Market broadly lower; Oasis, other energy credits hit especially hard; primary quiet

By Paul Deckelman and Paul A. Harris

New York, Jan. 13 – The high-yield market was broadly lower on Wednesday, following the lead of equities, which slid amid investor worries about weak energy prices, lackluster U.S. corporate earnings and continued stagnation in the global economy.

As has been the case so often in recent weeks and months, the downside ride was led by energy credits – even though domestic crude oil prices seemed to steady after a long drop, posting their first gain for the year, albeit a small one.

That was not enough to help the likes of Oasis Petroleum Inc., whose 2022 notes were both the most active issue and the biggest loser of the day in Junkbondland.
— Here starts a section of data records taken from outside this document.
//! Domain foundation building blocks.
//!
//! This crate contains **pure domain** primitives shared by the billing crates:
//! identifiers, the domain error model, aggregate traits and the decimal money
//! value objects. No IO lives here.

pub mod aggregate;
pub mod error;
pub mod id;
pub mod money;
pub mod value_object;

pub use aggregate::{Aggregate, AggregateRoot, ExpectedVersion};
pub use error::{DomainError, DomainResult};
pub use id::{AggregateId, CompanyId};
pub use money::{Money, Rate};
pub use value_object::ValueObject;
Other familiar downside names from that same oil and natural gas exploration and production company sector included Chesapeake Energy Corp., California Resources Corp. and EP Energy Corp.

Companies providing services to the E&P companies, such as Weatherford International plc and Transocean Inc. were also lower.

The weakness carried over into non-energy names as well. One such loser was metals mining company FMG Resources Pty. Ltd.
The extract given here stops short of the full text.